A recent decision by the Arizona Court of Appeals held that medical marijuana patients who have been arrested for driving under the influence of marijuana can fight the charges by arguing that they were not stoned enough to drive.
In 2013 Nadir Ishak was stopped by Mesa police when they saw his vehicle drift into another lane. The officer who arrested Ishak testified that Ishak admitted to using marijuana that morning and that his eyes were bloodshot and watery.
It was later determined that Ishak had a concentration of 26.9 nanograms of tetrahydrocannabinol (THC) per milliliter of blood.
Ishak was charged with driving while impaired and driving with marijuana in his system. During trial, Ishak wanted to inform the jury that he possessed a state-issued medical marijuana card at the time of his arrest. The trial judge, however, denied his request. The trial judge also determined that Ishak bore the burden of proving that he was not under the influence. Ishak was subsequently convicted and sentenced to 90 days in jail.
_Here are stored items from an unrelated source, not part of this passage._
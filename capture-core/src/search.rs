//! Generalized alpha-beta over a turn rotation
//!
//! The participant at cursor 0 maximizes; every other participant minimizes
//! the same utility on its own turn. Depth counts full rotations and drops
//! only when the cursor wraps back to the maximizer.
//!
//! The walker is deterministic. Tie-breaking randomness lives in the caller.

use crate::error::SearchError;
use crate::features::Evaluate;
use crate::observation::{Action, AgentIndex, Observation};
use crate::rotation::Rotation;

// ============================================================================
// SUCCESSOR CANONICALIZATION
// ============================================================================

/// Successor that always lands the acting agent on a lattice cell
///
/// A slowed agent can stop halfway between cells. The same action is then
/// applied once more so every ply moves a whole cell.
pub fn canonical_successor<O: Observation>(observation: &O, agent: AgentIndex, action: Action) -> O {
    let next = observation.successor(agent, action);
    match next.position(agent) {
        Some(position) if !position.is_lattice() => next.successor(agent, action),
        _ => next,
    }
}

// ============================================================================
// SEARCH
// ============================================================================

/// Counters for one decision's worth of search
#[derive(Clone, Copy, Debug, Default, PartialEq, Eq)]
pub struct SearchStats {
    /// Nodes entered, leaves included
    pub nodes: u64,
    /// Nodes scored by the evaluator
    pub leaves: u64,
    /// Alpha and beta cutoffs taken
    pub cutoffs: u64,
}

/// Alpha-beta walker bound to one rotation and one evaluator
pub struct AlphaBeta<'a, E> {
    rotation: &'a Rotation,
    evaluator: &'a E,
    stats: SearchStats,
}

impl<'a, E> AlphaBeta<'a, E> {
    pub fn new(rotation: &'a Rotation, evaluator: &'a E) -> Self {
        Self {
            rotation,
            evaluator,
            stats: SearchStats::default(),
        }
    }

    pub fn stats(&self) -> SearchStats {
        self.stats
    }

    /// Utility of `observation` with the participant at `cursor` to move
    pub fn score<O>(
        &mut self,
        observation: &O,
        depth: u32,
        cursor: usize,
        alpha: f64,
        beta: f64,
    ) -> Result<f64, SearchError>
    where
        O: Observation,
        E: Evaluate<O>,
    {
        self.stats.nodes += 1;

        let agent = self.rotation.participant(cursor);
        let actions = if depth == 0 {
            Vec::new()
        } else {
            observation.legal_actions(agent)
        };
        if actions.is_empty() {
            self.stats.leaves += 1;
            return self.evaluator.evaluate(observation);
        }

        let (next_cursor, next_depth) = self.rotation.advance(cursor, depth);
        if self.rotation.is_maximizer(cursor) {
            self.maximize(observation, agent, &actions, next_depth, next_cursor, alpha, beta)
        } else {
            self.minimize(observation, agent, &actions, next_depth, next_cursor, alpha, beta)
        }
    }

    #[allow(clippy::too_many_arguments)]
    fn maximize<O>(
        &mut self,
        observation: &O,
        agent: AgentIndex,
        actions: &[Action],
        depth: u32,
        cursor: usize,
        mut alpha: f64,
        beta: f64,
    ) -> Result<f64, SearchError>
    where
        O: Observation,
        E: Evaluate<O>,
    {
        let mut value = f64::NEG_INFINITY;
        for &action in actions {
            let child = canonical_successor(observation, agent, action);
            value = value.max(self.score(&child, depth, cursor, alpha, beta)?);
            if value >= beta {
                self.stats.cutoffs += 1;
                return Ok(value);
            }
            alpha = alpha.max(value);
        }
        Ok(value)
    }

    #[allow(clippy::too_many_arguments)]
    fn minimize<O>(
        &mut self,
        observation: &O,
        agent: AgentIndex,
        actions: &[Action],
        depth: u32,
        cursor: usize,
        alpha: f64,
        mut beta: f64,
    ) -> Result<f64, SearchError>
    where
        O: Observation,
        E: Evaluate<O>,
    {
        let mut value = f64::INFINITY;
        for &action in actions {
            let child = canonical_successor(observation, agent, action);
            value = value.min(self.score(&child, depth, cursor, alpha, beta)?);
            if value <= alpha {
                self.stats.cutoffs += 1;
                return Ok(value);
            }
            beta = beta.min(value);
        }
        Ok(value)
    }
}

// ============================================================================
// TESTS
// ============================================================================
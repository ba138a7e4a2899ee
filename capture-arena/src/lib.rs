//! CAPTURE Arena - Reference world for the search agents
//!
//! This crate hosts full matches for `capture-core` agents:
//! - Text maze layouts with spawn, food and capsule markers
//! - Precomputed maze distances
//! - A game state implementing the core's `Observation` contract
//! - Match play between two teams, sequential or parallel
//!
//! ## Architecture (4-layer granularity)
//!
//! - Level 1: CLI commands (in `capture-cli`)
//! - Level 2: play_match (phases)
//! - Level 3: play_game, create_agents (steps)
//! - Level 4: layout, distancer, state (utilities)

mod distancer;
mod layout;
mod match_play;
mod state;

pub use distancer::Distancer;
pub use layout::{team_of, Layout, BUILTIN_LAYOUTS};
pub use match_play::{play_match, GameOutcome, MatchConfig, MatchResult, TeamSetup};
pub use state::{AgentState, GameState, DEFAULT_MOVES, SCARED_MOVES, SIGHT_RANGE};
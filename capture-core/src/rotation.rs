//! Turn rotation for one search invocation
//!
//! A rotation is the ordered list of participants the search cycles through:
//! the searching agent first (the maximizer), then each modeled adversary.
//! One full pass through the list is one unit of depth.
//!
//! Adversaries are modeled as independent minimizers. Each one minimizes the
//! searching agent's utility on its own turn with no joint planning between
//! them. This is an approximation of real opponents, not a guarantee about
//! their play.

use crate::observation::AgentIndex;

/// Ordered participants for one search call; index 0 is the maximizer
#[derive(Clone, Debug, PartialEq, Eq)]
pub struct Rotation {
    participants: Vec<AgentIndex>,
}

impl Rotation {
    pub fn new(maximizer: AgentIndex, minimizers: &[AgentIndex]) -> Self {
        let mut participants = Vec::with_capacity(minimizers.len() + 1);
        participants.push(maximizer);
        participants.extend_from_slice(minimizers);
        Self { participants }
    }

    pub fn len(&self) -> usize {
        self.participants.len()
    }

    pub fn is_empty(&self) -> bool {
        self.participants.is_empty()
    }

    pub fn maximizer(&self) -> AgentIndex {
        self.participants[0]
    }

    /// Modeled adversaries, in rotation order
    pub fn minimizers(&self) -> &[AgentIndex] {
        &self.participants[1..]
    }

    /// Participant acting at `cursor`
    pub fn participant(&self, cursor: usize) -> AgentIndex {
        self.participants[cursor]
    }

    pub fn is_maximizer(&self, cursor: usize) -> bool {
        cursor == 0
    }

    /// Cursor and remaining depth after the participant at `cursor` acts
    ///
    /// Depth drops by exactly one when the cursor wraps back to the maximizer.
    pub fn advance(&self, cursor: usize, depth: u32) -> (usize, u32) {
        let next = cursor + 1;
        if next >= self.participants.len() {
            (0, depth.saturating_sub(1))
        } else {
            (next, depth)
        }
    }
}

#[cfg(test)]
mod tests {
    use super::*;

    #[test]
    fn test_rotation_order() {
        let rotation = Rotation::new(0, &[1, 3]);
        assert_eq!(rotation.len(), 3);
        assert_eq!(rotation.maximizer(), 0);
        assert_eq!(rotation.minimizers(), &[1, 3]);
        assert_eq!(rotation.participant(2), 3);
        assert!(rotation.is_maximizer(0));
        assert!(!rotation.is_maximizer(1));
    }

    #[test]
    fn test_advance_wraps_and_decrements() {
        let rotation = Rotation::new(2, &[1, 3]);
        assert_eq!(rotation.advance(0, 2), (1, 2));
        assert_eq!(rotation.advance(1, 2), (2, 2));
        assert_eq!(rotation.advance(2, 2), (0, 1));
    }

    #[test]
    fn test_traversal_repeats_depth_times() {
        let rotation = Rotation::new(0, &[1]);
        let mut order = Vec::new();
        let (mut cursor, mut depth) = (0, 3);
        while depth > 0 {
            order.push(rotation.participant(cursor));
            let (next, next_depth) = rotation.advance(cursor, depth);
            cursor = next;
            depth = next_depth;
        }
        assert_eq!(order, vec![0, 1, 0, 1, 0, 1]);
    }

    #[test]
    fn test_single_participant_decrements_every_step() {
        let rotation = Rotation::new(4, &[]);
        assert_eq!(rotation.advance(0, 2), (0, 1));
        assert_eq!(rotation.advance(0, 0), (0, 0));
    }
}
//! Agent configuration
//!
//! Loaded once at agent construction and immutable afterwards.

use std::path::Path;

use serde::{Deserialize, Serialize};

use crate::error::ConfigError;
use crate::features::WeightTable;
use crate::heuristics::Role;

/// Deepest search the per-tick budget tolerates
pub const MAX_DEPTH: u32 = 2;

/// Ticks of immobility before search is bypassed
pub const DEFAULT_STUCK_THRESHOLD: u32 = 10;

/// Length of the vulnerability window opened by a capsule
pub const DEFAULT_VULNERABLE_TICKS: u32 = 40;

/// How many adversaries take part in the search rotation
#[derive(Clone, Copy, Debug, PartialEq, Eq, Default, Serialize, Deserialize)]
#[serde(rename_all = "snake_case")]
pub enum RotationPolicy {
    /// Full at depth 1 or less, nearest-one deeper
    #[default]
    Auto,
    /// Every opponent, in host enumeration order
    Full,
    /// Only the observable opponent closest by maze distance
    Nearest,
    /// The closest observable invader, else the closest observable opponent
    NearestInvader,
}

/// Constants read by the temporal state tracker
#[derive(Clone, Copy, Debug, PartialEq, Eq)]
pub struct TrackerConfig {
    pub vulnerable_ticks: u32,
    pub stuck_threshold: u32,
}

impl Default for TrackerConfig {
    fn default() -> Self {
        Self {
            vulnerable_ticks: DEFAULT_VULNERABLE_TICKS,
            stuck_threshold: DEFAULT_STUCK_THRESHOLD,
        }
    }
}

/// Configuration for one search agent
#[derive(Clone, Debug, Serialize, Deserialize)]
#[serde(default)]
pub struct AgentConfig {
    /// Evaluation role (feature extractor and default weights)
    pub role: Role,
    /// Search depth in full rotations; 0 degenerates to one-ply reflex
    pub depth: u32,
    /// Opponent selection for the rotation
    pub rotation: RotationPolicy,
    pub stuck_threshold: u32,
    pub vulnerable_ticks: u32,
    /// Below this many time units remaining, depth is capped at 1
    pub low_time_threshold: Option<f64>,
    /// Replaces the role's default weight table when present
    pub weights: Option<WeightTable>,
    /// Random seed for reproducibility (None = entropy)
    pub seed: Option<u64>,
}

impl Default for AgentConfig {
    fn default() -> Self {
        Self {
            role: Role::Offense,
            depth: MAX_DEPTH,
            rotation: RotationPolicy::Auto,
            stuck_threshold: DEFAULT_STUCK_THRESHOLD,
            vulnerable_ticks: DEFAULT_VULNERABLE_TICKS,
            low_time_threshold: None,
            weights: None,
            seed: None,
        }
    }
}

impl AgentConfig {
    /// Default config for a role
    pub fn for_role(role: Role) -> Self {
        Self {
            role,
            ..Default::default()
        }
    }

    pub fn with_depth(mut self, depth: u32) -> Self {
        self.depth = depth;
        self
    }

    pub fn with_rotation(mut self, rotation: RotationPolicy) -> Self {
        self.rotation = rotation;
        self
    }

    pub fn with_weights(mut self, weights: WeightTable) -> Self {
        self.weights = Some(weights);
        self
    }

    pub fn with_seed(mut self, seed: u64) -> Self {
        self.seed = Some(seed);
        self
    }

    /// Load from a JSON file and validate
    pub fn load(path: &Path) -> Result<Self, ConfigError> {
        let content = std::fs::read_to_string(path).map_err(|source| ConfigError::Io {
            path: path.to_path_buf(),
            source,
        })?;
        Self::from_json(&content)
    }

    /// Parse from a JSON string and validate
    pub fn from_json(content: &str) -> Result<Self, ConfigError> {
        let config: AgentConfig = serde_json::from_str(content)?;
        config.validate()?;
        Ok(config)
    }

    pub fn validate(&self) -> Result<(), ConfigError> {
        if self.depth > MAX_DEPTH {
            return Err(ConfigError::Invalid(format!(
                "depth {} exceeds the supported maximum of {}",
                self.depth, MAX_DEPTH
            )));
        }
        if self.stuck_threshold == 0 {
            return Err(ConfigError::Invalid(
                "stuck_threshold must be at least 1".to_string(),
            ));
        }
        if let Some(threshold) = self.low_time_threshold {
            if !threshold.is_finite() || threshold < 0.0 {
                return Err(ConfigError::Invalid(format!(
                    "low_time_threshold must be a non-negative number, got {}",
                    threshold
                )));
            }
        }
        Ok(())
    }

    pub fn tracker(&self) -> TrackerConfig {
        TrackerConfig {
            vulnerable_ticks: self.vulnerable_ticks,
            stuck_threshold: self.stuck_threshold,
        }
    }

    /// The configured weight table, or the role's defaults
    pub fn weight_table(&self) -> WeightTable {
        self.weights
            .clone()
            .unwrap_or_else(|| self.role.default_weights())
    }
}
Ishak appealed arguing that the denial prevented him from having a fair trial.
The Arizona Court of Appeals, in a 2-1 decision, agreed with Ishak and concluded that the jury should have been made aware that Ishak was medical marijuana user. Additionally, the court also concluded that prosecutors, not defendants, must prove that a medical marijuana license-carrying driver was actually under the influence of the marijuana, not merely driving with the drug in their system.
In 2010, Arizona voters approved the Arizona Medical Marijuana Act which does not absolve stoned drivers from being charged for driving under the influence of marijuana. However, the Act also said that a medical marijuana user cannot automatically considered under the influence of the drug “solely because the presence of metabolites or components of marijuana that appear in insufficient concentration to cause impairment.”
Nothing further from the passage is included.